Task material:
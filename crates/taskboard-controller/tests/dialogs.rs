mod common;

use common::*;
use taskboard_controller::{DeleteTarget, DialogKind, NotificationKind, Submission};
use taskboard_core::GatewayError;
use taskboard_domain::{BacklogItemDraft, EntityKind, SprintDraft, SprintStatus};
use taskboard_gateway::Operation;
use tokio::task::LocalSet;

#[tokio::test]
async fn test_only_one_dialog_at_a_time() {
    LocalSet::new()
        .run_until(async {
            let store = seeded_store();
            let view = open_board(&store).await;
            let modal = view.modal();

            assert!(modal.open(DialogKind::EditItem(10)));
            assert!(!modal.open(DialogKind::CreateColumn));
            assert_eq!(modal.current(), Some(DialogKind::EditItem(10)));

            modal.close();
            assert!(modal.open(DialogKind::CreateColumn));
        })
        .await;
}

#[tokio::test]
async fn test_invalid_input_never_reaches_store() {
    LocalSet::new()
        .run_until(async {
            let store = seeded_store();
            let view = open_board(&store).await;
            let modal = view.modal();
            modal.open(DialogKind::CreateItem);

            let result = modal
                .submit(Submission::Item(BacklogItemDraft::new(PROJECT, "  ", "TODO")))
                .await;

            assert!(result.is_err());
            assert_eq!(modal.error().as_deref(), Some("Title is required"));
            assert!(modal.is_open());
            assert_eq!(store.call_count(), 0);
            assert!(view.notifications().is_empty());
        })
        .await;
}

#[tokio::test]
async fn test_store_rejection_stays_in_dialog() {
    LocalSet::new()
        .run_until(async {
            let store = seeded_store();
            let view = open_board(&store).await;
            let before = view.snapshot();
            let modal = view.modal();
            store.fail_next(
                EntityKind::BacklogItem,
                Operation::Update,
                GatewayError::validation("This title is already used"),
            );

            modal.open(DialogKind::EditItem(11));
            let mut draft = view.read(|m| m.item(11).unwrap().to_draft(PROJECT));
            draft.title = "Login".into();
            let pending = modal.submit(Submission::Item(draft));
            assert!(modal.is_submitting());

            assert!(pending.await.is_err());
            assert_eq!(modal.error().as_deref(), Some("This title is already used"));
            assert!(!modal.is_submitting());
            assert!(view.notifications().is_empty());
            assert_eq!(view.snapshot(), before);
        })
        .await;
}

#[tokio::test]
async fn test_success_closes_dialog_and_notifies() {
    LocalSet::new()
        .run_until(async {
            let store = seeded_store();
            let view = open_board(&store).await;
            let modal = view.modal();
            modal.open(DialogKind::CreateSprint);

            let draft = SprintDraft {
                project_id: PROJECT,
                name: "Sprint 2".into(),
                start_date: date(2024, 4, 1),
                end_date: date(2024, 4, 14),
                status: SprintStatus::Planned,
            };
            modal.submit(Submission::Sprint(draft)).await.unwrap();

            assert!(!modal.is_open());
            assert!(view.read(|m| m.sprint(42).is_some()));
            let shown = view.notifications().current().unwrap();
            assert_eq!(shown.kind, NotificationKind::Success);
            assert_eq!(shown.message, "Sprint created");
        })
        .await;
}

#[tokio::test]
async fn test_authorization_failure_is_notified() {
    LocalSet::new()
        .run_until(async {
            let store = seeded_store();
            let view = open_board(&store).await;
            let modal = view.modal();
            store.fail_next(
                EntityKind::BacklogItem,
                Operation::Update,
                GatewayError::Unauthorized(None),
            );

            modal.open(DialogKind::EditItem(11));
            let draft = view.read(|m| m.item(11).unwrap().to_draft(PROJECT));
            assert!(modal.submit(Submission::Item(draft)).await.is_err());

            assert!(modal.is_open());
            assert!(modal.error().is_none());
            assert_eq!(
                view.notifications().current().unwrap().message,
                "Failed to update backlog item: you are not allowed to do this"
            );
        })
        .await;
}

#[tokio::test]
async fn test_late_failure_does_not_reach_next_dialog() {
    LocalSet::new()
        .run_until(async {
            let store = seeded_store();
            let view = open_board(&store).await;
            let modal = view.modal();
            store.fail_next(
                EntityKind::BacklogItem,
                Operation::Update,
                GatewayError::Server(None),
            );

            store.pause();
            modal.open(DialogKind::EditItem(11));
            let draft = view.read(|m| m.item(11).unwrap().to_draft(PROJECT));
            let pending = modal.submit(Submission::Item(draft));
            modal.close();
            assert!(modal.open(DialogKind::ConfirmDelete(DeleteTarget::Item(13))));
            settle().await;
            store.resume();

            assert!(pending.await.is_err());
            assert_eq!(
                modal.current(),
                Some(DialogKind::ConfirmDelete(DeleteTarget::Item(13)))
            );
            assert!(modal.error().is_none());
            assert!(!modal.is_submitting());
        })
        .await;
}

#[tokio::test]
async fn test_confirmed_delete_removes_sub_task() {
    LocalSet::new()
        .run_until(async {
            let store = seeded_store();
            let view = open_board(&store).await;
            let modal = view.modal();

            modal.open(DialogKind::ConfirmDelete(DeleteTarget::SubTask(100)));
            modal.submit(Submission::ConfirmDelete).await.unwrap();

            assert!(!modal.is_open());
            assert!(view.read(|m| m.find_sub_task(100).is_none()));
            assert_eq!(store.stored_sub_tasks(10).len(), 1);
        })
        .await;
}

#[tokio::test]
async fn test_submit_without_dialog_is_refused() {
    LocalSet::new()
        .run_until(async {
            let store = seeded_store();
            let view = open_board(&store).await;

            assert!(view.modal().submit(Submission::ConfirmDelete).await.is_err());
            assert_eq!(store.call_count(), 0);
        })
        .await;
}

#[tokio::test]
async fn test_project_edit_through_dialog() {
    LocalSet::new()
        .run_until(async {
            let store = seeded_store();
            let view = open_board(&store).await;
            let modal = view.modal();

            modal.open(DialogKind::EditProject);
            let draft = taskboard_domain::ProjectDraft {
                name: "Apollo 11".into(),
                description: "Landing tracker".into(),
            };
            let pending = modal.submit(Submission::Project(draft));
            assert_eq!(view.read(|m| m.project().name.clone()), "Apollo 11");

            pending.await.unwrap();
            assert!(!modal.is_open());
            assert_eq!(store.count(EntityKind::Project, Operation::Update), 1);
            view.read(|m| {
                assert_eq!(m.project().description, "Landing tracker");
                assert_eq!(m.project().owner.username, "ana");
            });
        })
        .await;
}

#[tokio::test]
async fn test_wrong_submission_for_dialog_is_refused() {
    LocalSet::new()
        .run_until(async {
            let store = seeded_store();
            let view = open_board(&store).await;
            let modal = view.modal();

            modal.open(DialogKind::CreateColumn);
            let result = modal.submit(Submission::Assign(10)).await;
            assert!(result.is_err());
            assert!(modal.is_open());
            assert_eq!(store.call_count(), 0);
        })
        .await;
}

Goal of the exercise:
However many lines the data holds, return each one exactly.

Solution to this task:
filename crates/taskboard-controller/tests/dialogs.rs
mod common;

use common::*;
use taskboard_controller::{DeleteTarget, DialogKind, NotificationKind, Submission};
use taskboard_core::GatewayError;
use taskboard_domain::{BacklogItemDraft, EntityKind, SprintDraft, SprintStatus};
use taskboard_gateway::Operation;
use tokio::task::LocalSet;

#[tokio::test]
async fn test_only_one_dialog_at_a_time() {
    LocalSet::new()
        .run_until(async {
            let store = seeded_store();
            let view = open_board(&store).await;
            let modal = view.modal();

            assert!(modal.open(DialogKind::EditItem(10)));
            assert!(!modal.open(DialogKind::CreateColumn));
            assert_eq!(modal.current(), Some(DialogKind::EditItem(10)));

            modal.close();
            assert!(modal.open(DialogKind::CreateColumn));
        })
        .await;
}

#[tokio::test]
async fn test_invalid_input_never_reaches_store() {
    LocalSet::new()
        .run_until(async {
            let store = seeded_store();
            let view = open_board(&store).await;
            let modal = view.modal();
            modal.open(DialogKind::CreateItem);

            let result = modal
                .submit(Submission::Item(BacklogItemDraft::new(PROJECT, "  ", "TODO")))
                .await;

            assert!(result.is_err());
            assert_eq!(modal.error().as_deref(), Some("Title is required"));
            assert!(modal.is_open());
            assert_eq!(store.call_count(), 0);
            assert!(view.notifications().is_empty());
        })
        .await;
}

#[tokio::test]
async fn test_store_rejection_stays_in_dialog() {
    LocalSet::new()
        .run_until(async {
            let store = seeded_store();
            let view = open_board(&store).await;
            let before = view.snapshot();
            let modal = view.modal();
            store.fail_next(
                EntityKind::BacklogItem,
                Operation::Update,
                GatewayError::validation("This title is already used"),
            );

            modal.open(DialogKind::EditItem(11));
            let mut draft = view.read(|m| m.item(11).unwrap().to_draft(PROJECT));
            draft.title = "Login".into();
            let pending = modal.submit(Submission::Item(draft));
            assert!(modal.is_submitting());

            assert!(pending.await.is_err());
            assert_eq!(modal.error().as_deref(), Some("This title is already used"));
            assert!(!modal.is_submitting());
            assert!(view.notifications().is_empty());
            assert_eq!(view.snapshot(), before);
        })
        .await;
}

#[tokio::test]
async fn test_success_closes_dialog_and_notifies() {
    LocalSet::new()
        .run_until(async {
            let store = seeded_store();
            let view = open_board(&store).await;
            let modal = view.modal();
            modal.open(DialogKind::CreateSprint);

            let draft = SprintDraft {
                project_id: PROJECT,
                name: "Sprint 2".into(),
                start_date: date(2024, 4, 1),
                end_date: date(2024, 4, 14),
                status: SprintStatus::Planned,
            };
            modal.submit(Submission::Sprint(draft)).await.unwrap();

            assert!(!modal.is_open());
            assert!(view.read(|m| m.sprint(42).is_some()));
            let shown = view.notifications().current().unwrap();
            assert_eq!(shown.kind, NotificationKind::Success);
            assert_eq!(shown.message, "Sprint created");
        })
        .await;
}

#[tokio::test]
async fn test_authorization_failure_is_notified() {
    LocalSet::new()
        .run_until(async {
            let store = seeded_store();
            let view = open_board(&store).await;
            let modal = view.modal();
            store.fail_next(
                EntityKind::BacklogItem,
                Operation::Update,
                GatewayError::Unauthorized(None),
            );

            modal.open(DialogKind::EditItem(11));
            let draft = view.read(|m| m.item(11).unwrap().to_draft(PROJECT));
            assert!(modal.submit(Submission::Item(draft)).await.is_err());

            assert!(modal.is_open());
            assert!(modal.error().is_none());
            assert_eq!(
                view.notifications().current().unwrap().message,
                "Failed to update backlog item: you are not allowed to do this"
            );
        })
        .await;
}

#[tokio::test]
async fn test_late_failure_does_not_reach_next_dialog() {
    LocalSet::new()
        .run_until(async {
            let store = seeded_store();
            let view = open_board(&store).await;
            let modal = view.modal();
            store.fail_next(
                EntityKind::BacklogItem,
                Operation::Update,
                GatewayError::Server(None),
            );

            store.pause();
            modal.open(DialogKind::EditItem(11));
            let draft = view.read(|m| m.item(11).unwrap().to_draft(PROJECT));
            let pending = modal.submit(Submission::Item(draft));
            modal.close();
            assert!(modal.open(DialogKind::ConfirmDelete(DeleteTarget::Item(13))));
            settle().await;
            store.resume();

            assert!(pending.await.is_err());
            assert_eq!(
                modal.current(),
                Some(DialogKind::ConfirmDelete(DeleteTarget::Item(13)))
            );
            assert!(modal.error().is_none());
            assert!(!modal.is_submitting());
        })
        .await;
}

#[tokio::test]
async fn test_confirmed_delete_removes_sub_task() {
    LocalSet::new()
        .run_until(async {
            let store = seeded_store();
            let view = open_board(&store).await;
            let modal = view.modal();

            modal.open(DialogKind::ConfirmDelete(DeleteTarget::SubTask(100)));
            modal.submit(Submission::ConfirmDelete).await.unwrap();

            assert!(!modal.is_open());
            assert!(view.read(|m| m.find_sub_task(100).is_none()));
            assert_eq!(store.stored_sub_tasks(10).len(), 1);
        })
        .await;
}

#[tokio::test]
async fn test_submit_without_dialog_is_refused() {
    LocalSet::new()
        .run_until(async {
            let store = seeded_store();
            let view = open_board(&store).await;

            assert!(view.modal().submit(Submission::ConfirmDelete).await.is_err());
            assert_eq!(store.call_count(), 0);
        })
        .await;
}

#[tokio::test]
async fn test_project_edit_through_dialog() {
    LocalSet::new()
        .run_until(async {
            let store = seeded_store();
            let view = open_board(&store).await;
            let modal = view.modal();

            modal.open(DialogKind::EditProject);
            let draft = taskboard_domain::ProjectDraft {
                name: "Apollo 11".into(),
                description: "Landing tracker".into(),
            };
            let pending = modal.submit(Submission::Project(draft));
            assert_eq!(view.read(|m| m.project().name.clone()), "Apollo 11");

            pending.await.unwrap();
            assert!(!modal.is_open());
            assert_eq!(store.count(EntityKind::Project, Operation::Update), 1);
            view.read(|m| {
                assert_eq!(m.project().description, "Landing tracker");
                assert_eq!(m.project().owner.username, "ana");
            });
        })
        .await;
}

#[tokio::test]
async fn test_wrong_submission_for_dialog_is_refused() {
    LocalSet::new()
        .run_until(async {
            let store = seeded_store();
            let view = open_board(&store).await;
            let modal = view.modal();

            modal.open(DialogKind::CreateColumn);
            let result = modal.submit(Submission::Assign(10)).await;
            assert!(result.is_err());
            assert!(modal.is_open());
            assert_eq!(store.call_count(), 0);
        })
        .await;
}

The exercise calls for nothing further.